Differentiation of C2C12 cells and immunofluorescence staining

C2C12 cells were cultured in the hydrogels at a cell density of 3000 cells per well in the above-mentioned µ-slide. When cells achieved 50% confluence, the 10% FBS DMEM medium was replaced with low-glucose DMEM supplemented with 2.5% horse serum and 1% penicillin/streptomycin in order to induce cell differentiation. Then, 72 and 168 h after the initial setup of culture in differentiation medium, the cells were fixed with 4% PFA for 1 h.
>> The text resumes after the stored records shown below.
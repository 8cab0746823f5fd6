use std::sync::Arc;
use std::time::Duration;

use chrono::Utc;
use tokio::task::JoinHandle;
use tokio_util::sync::CancellationToken;
use tracing::{debug, error, info};

use trellis_core::error::{Result, TrellisError};
use trellis_core::event::{EventBus, WorkflowEvent};
use trellis_core::graph::NodeType;
use trellis_core::traits::JobQueue;
use trellis_core::types::{ApprovalRequest, Job, RunStatus};

use crate::coordinator::RunCoordinator;
use crate::handlers::{self, ExecContext, HandlerDeps, Outcome};

/// A pool of worker tasks consuming the job queue.
///
/// Parallel across jobs, sequential within one: each worker processes a
/// single job at a time through the full cycle — ledger row, event, handler
/// dispatch under the node timeout, successor enqueue, acknowledge.
pub struct WorkerPool;

impl WorkerPool {
    pub fn spawn(
        count: usize,
        queue: Arc<dyn JobQueue>,
        bus: Arc<EventBus>,
        coordinator: Arc<RunCoordinator>,
        deps: HandlerDeps,
        cancel: CancellationToken,
    ) -> Vec<JoinHandle<()>> {
        (0..count)
            .map(|worker_id| {
                let queue = queue.clone();
                let bus = bus.clone();
                let coordinator = coordinator.clone();
                let deps = deps.clone();
                let cancel = cancel.clone();
                tokio::spawn(async move {
                    worker_loop(worker_id, queue, bus, coordinator, deps, cancel).await;
                })
            })
            .collect()
    }
}

async fn worker_loop(
    worker_id: usize,
    queue: Arc<dyn JobQueue>,
    bus: Arc<EventBus>,
    coordinator: Arc<RunCoordinator>,
    deps: HandlerDeps,
    cancel: CancellationToken,
) {
    info!(worker_id, "Worker started");
    loop {
        let delivery = tokio::select! {
            delivery = queue.dequeue() => delivery,
            _ = cancel.cancelled() => break,
        };

        let delivery = match delivery {
            Ok(d) => d,
            Err(e) => {
                error!(worker_id, error = %e, "Dequeue failed");
                tokio::time::sleep(Duration::from_millis(500)).await;
                continue;
            }
        };

        debug!(
            worker_id,
            run_id = %delivery.job.run_id,
            node_id = %delivery.job.node_id,
            "Job dequeued"
        );

        if let Err(e) = process_job(&delivery.job, &queue, &bus, &coordinator, &deps).await {
            error!(
                worker_id,
                run_id = %delivery.job.run_id,
                node_id = %delivery.job.node_id,
                error = %e,
                "Job processing failed"
            );
        }

        if let Err(e) = queue.ack(delivery.receipt).await {
            error!(worker_id, error = %e, "Ack failed");
        }
    }
    info!(worker_id, "Worker stopped");
}

/// Execute one node-execution job end to end.
async fn process_job(
    job: &Job,
    queue: &Arc<dyn JobQueue>,
    bus: &Arc<EventBus>,
    coordinator: &Arc<RunCoordinator>,
    deps: &HandlerDeps,
) -> Result<()> {
    let store = &deps.store;

    // Node definitions are loaded at dequeue time, so in-flight runs follow
    // the current graph.
    let lookup = store.graph(&job.workflow_id).and_then(|graph| {
        graph
            .node(&job.node_id)
            .cloned()
            .map(|node| (graph, node))
            .ok_or_else(|| TrellisError::NodeNotFound(job.node_id.clone()))
    });
    let (graph, node) = match lookup {
        Ok(found) => found,
        Err(e) => {
            fail_run(job, bus, coordinator, &e.to_string()).await?;
            return Ok(());
        }
    };

    let entry = store.ledger_start(&job.run_id, &job.node_id, node.node_type, &job.input)?;

    bus.publish(
        &job.workflow_id,
        WorkflowEvent::NodeStarted {
            run_id: job.run_id.clone(),
            node_id: job.node_id.clone(),
            node_type: node.node_type,
            input_data: job.input.clone(),
            timestamp: Utc::now(),
        },
    );

    let ctx = ExecContext {
        workflow_id: job.workflow_id.clone(),
        run_id: job.run_id.clone(),
        node_id: job.node_id.clone(),
        input: job.input.clone(),
    };

    let budget = Duration::from_secs(deps.config.engine.node_timeout_secs);
    let result = match tokio::time::timeout(budget, handlers::dispatch(&graph, &node, &ctx, deps))
        .await
    {
        Ok(result) => result,
        Err(_) => Err(TrellisError::NodeTimeout),
    };

    match result {
        Ok(Outcome::Advance {
            output,
            next,
            tool_calls,
        }) => {
            let duration_ms = store.ledger_finish(&entry.id, &output, tool_calls.as_ref())?;

            bus.publish(
                &job.workflow_id,
                WorkflowEvent::NodeCompleted {
                    run_id: job.run_id.clone(),
                    node_id: job.node_id.clone(),
                    node_type: node.node_type,
                    output_data: output.clone(),
                    duration_ms,
                    timestamp: Utc::now(),
                },
            );

            if node.node_type == NodeType::End {
                bus.publish(
                    &job.workflow_id,
                    WorkflowEvent::RunCompleted {
                        run_id: job.run_id.clone(),
                        workflow_id: job.workflow_id.clone(),
                        final_output: output.clone(),
                        timestamp: Utc::now(),
                    },
                );
            }

            for next_id in next {
                coordinator.job_added(&job.run_id).await;
                queue
                    .enqueue(Job {
                        run_id: job.run_id.clone(),
                        workflow_id: job.workflow_id.clone(),
                        node_id: next_id,
                        input: output.clone(),
                    })
                    .await?;
            }
            coordinator.job_done(&job.run_id).await?;
        }

        Ok(Outcome::Suspend { message }) => {
            // Ledger row stays open (no output, no finished_at) until resume
            // re-enters the node as a fresh row.
            store.create_approval(&ApprovalRequest {
                run_id: job.run_id.clone(),
                node_id: job.node_id.clone(),
                message: message.clone(),
                pending_input: job.input.clone(),
                created_at: Utc::now(),
            })?;
            store.set_run_status(&job.run_id, RunStatus::AwaitingApproval)?;

            bus.publish(
                &job.workflow_id,
                WorkflowEvent::ApprovalNeeded {
                    run_id: job.run_id.clone(),
                    node_id: job.node_id.clone(),
                    message,
                    timestamp: Utc::now(),
                },
            );
            coordinator.job_done(&job.run_id).await?;
        }

        Err(e) => {
            let message = e.to_string();
            store.ledger_fail(&entry.id, &message)?;
            fail_run(job, bus, coordinator, &message).await?;
        }
    }

    Ok(())
}

async fn fail_run(
    job: &Job,
    bus: &Arc<EventBus>,
    coordinator: &Arc<RunCoordinator>,
    message: &str,
) -> Result<()> {
    bus.publish(
        &job.workflow_id,
        WorkflowEvent::NodeError {
            run_id: job.run_id.clone(),
            node_id: job.node_id.clone(),
            message: message.to_string(),
            timestamp: Utc::now(),
        },
    );
    bus.publish(
        &job.workflow_id,
        WorkflowEvent::RunFailed {
            run_id: job.run_id.clone(),
            workflow_id: job.workflow_id.clone(),
            error: message.to_string(),
            timestamp: Utc::now(),
        },
    );
    coordinator.job_failed(&job.run_id).await
}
Cells were then permeabilized with 0.1% Triton X-100 (Sigma-Aldrich, T9284) for 20 min at 25 °C, followed by blocking with 3% BSA for 12 h at 4 °C. Subsequently, cells were incubated with phalloidin for 30 min or exposed to immunofluorescent staining. Therefore, samples were incubated with primary mouse anti-Cardiac Troponin T antibodies (Abcam, ab8295) diluted at a ratio of 1:400 for 2 h. Secondary antibodies, anti-mouse Alexa Fluor 647 (Invitrogen, A-21235) were applied at a ratio of 1:500 for 1 h and nuclei were counterstained with Hoechst 33342 (1:4000). Then, samples were imaged with the confocal laser scanning microscope mentioned above.